Trimean

In statistics the trimean (TM), or Tukey's trimean, is a measure of a probability distribution's location defined as a weighted average of the distribution's median and its two quartiles:

$TM= \frac{Q_1 + 2Q_2 + Q_3}{4}$

This is equivalent to the average of the median and the midhinge:

$TM= \frac{1}{2}\left(Q_2 + \frac{Q_1 + Q_3}{2}\right)$

The foundations of the trimean were part of Arthur Bowley's teachings, and later popularized by statistician John Tukey in his 1977 book[1] which has given its name to a set of techniques called Exploratory data analysis.

Like the median and the midhinge, but unlike the sample mean, it is a statistically resistant L-estimator with a breakdown point of 25%. This beneficial property has been described as follows:

An advantage of the trimean as a measure of the center (of a distribution) is that it combines the median's emphasis on center values with the midhinge's attention to the extremes.
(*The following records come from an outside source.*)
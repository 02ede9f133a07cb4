use std::fmt;

use serde::{Deserialize, Serialize};

/// A labeled network target: a host address plus a display label.
///
/// Immutable once built. Identifiers are not required to be unique;
/// duplicates are probed once per occurrence.
#[derive(Debug, Clone, PartialEq, Eq, Hash, Serialize, Deserialize)]
pub struct Endpoint {
    identifier: String,
    label: String,
}

impl Endpoint {
    pub fn new(identifier: impl Into<String>, label: impl Into<String>) -> Self {
        Self {
            identifier: identifier.into(),
            label: label.into(),
        }
    }

    /// Host address (IP literal or hostname).
    pub fn identifier(&self) -> &str {
        &self.identifier
    }

    /// Free-form display string.
    pub fn label(&self) -> &str {
        &self.label
    }
}

impl fmt::Display for Endpoint {
    fn fmt(&self, f: &mut fmt::Formatter<'_>) -> fmt::Result {
        write!(f, "{} ({})", self.label, self.identifier)
    }
}
// ── Report rendering seam ──
//
// Renderers turn a finished snapshot into a chart image and a markup
// document. `Report::write_to` puts both into an output directory.

use std::fs;
use std::path::{Path, PathBuf};

use tracing::info;

use crate::error::CoreError;
use crate::model::Snapshot;

/// Chart file name without extension; the renderer picks the encoding.
pub const CHART_FILE_STEM: &str = "status_chart";
pub const MARKUP_FILE_NAME: &str = "connectivity_report.html";

/// Rendered artifacts for one snapshot.
#[derive(Debug, Clone, PartialEq, Eq)]
pub struct Report {
    /// Encoded chart image.
    pub chart: Vec<u8>,
    /// File extension matching the chart encoding (e.g. `svg`).
    pub chart_extension: &'static str,
    /// Markup document that references the chart by [`Report::chart_file_name`].
    pub markup: String,
}

/// Where [`Report::write_to`] put the artifacts.
#[derive(Debug, Clone, PartialEq, Eq)]
pub struct WrittenReport {
    pub chart: PathBuf,
    pub markup: PathBuf,
}

impl Report {
    pub fn chart_file_name_for(extension: &str) -> String {
        format!("{CHART_FILE_STEM}.{extension}")
    }

    pub fn chart_file_name(&self) -> String {
        Self::chart_file_name_for(self.chart_extension)
    }

    /// Write chart and markup into `dir`, creating it if needed.
    /// Existing files are overwritten.
    pub fn write_to(&self, dir: &Path) -> Result<WrittenReport, CoreError> {
        fs::create_dir_all(dir).map_err(|source| CoreError::Io {
            path: dir.to_path_buf(),
            source,
        })?;

        let chart = dir.join(self.chart_file_name());
        fs::write(&chart, &self.chart).map_err(|source| CoreError::Io {
            path: chart.clone(),
            source,
        })?;

        let markup = dir.join(MARKUP_FILE_NAME);
        fs::write(&markup, &self.markup).map_err(|source| CoreError::Io {
            path: markup.clone(),
            source,
        })?;

        info!(chart = %chart.display(), markup = %markup.display(), "report written");
        Ok(WrittenReport { chart, markup })
    }
}

pub trait ReportRenderer {
    fn render(&self, snapshot: &Snapshot) -> Result<Report, CoreError>;
}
—Herbert F. Weisberg, Central Tendency and Variability[2]

Efficiency

Despite its simplicity, the trimean is a remarkably efficient estimator of population mean. More precisely, for a large data set (over 100 points) from a symmetric population, the average of the 20th, 50th, and 80th percentile is the most efficient 3 point L-estimator, with 88% efficiency.[3] For context, the best 1 point estimate by L-estimators is the median, with an efficiency of 64% or better (for all n), while using 2 points (for a large data set of over 100 points from a symmetric population), the most efficient estimate is the 29% midsummary (mean of 29th and 71st percentiles), which has an efficiency of about 81%. Using quartiles, these optimal estimators can be approximated by the midhinge and the trimean. Using further points yield higher efficiency, though it is notable that only 3 points are needed for very high efficiency.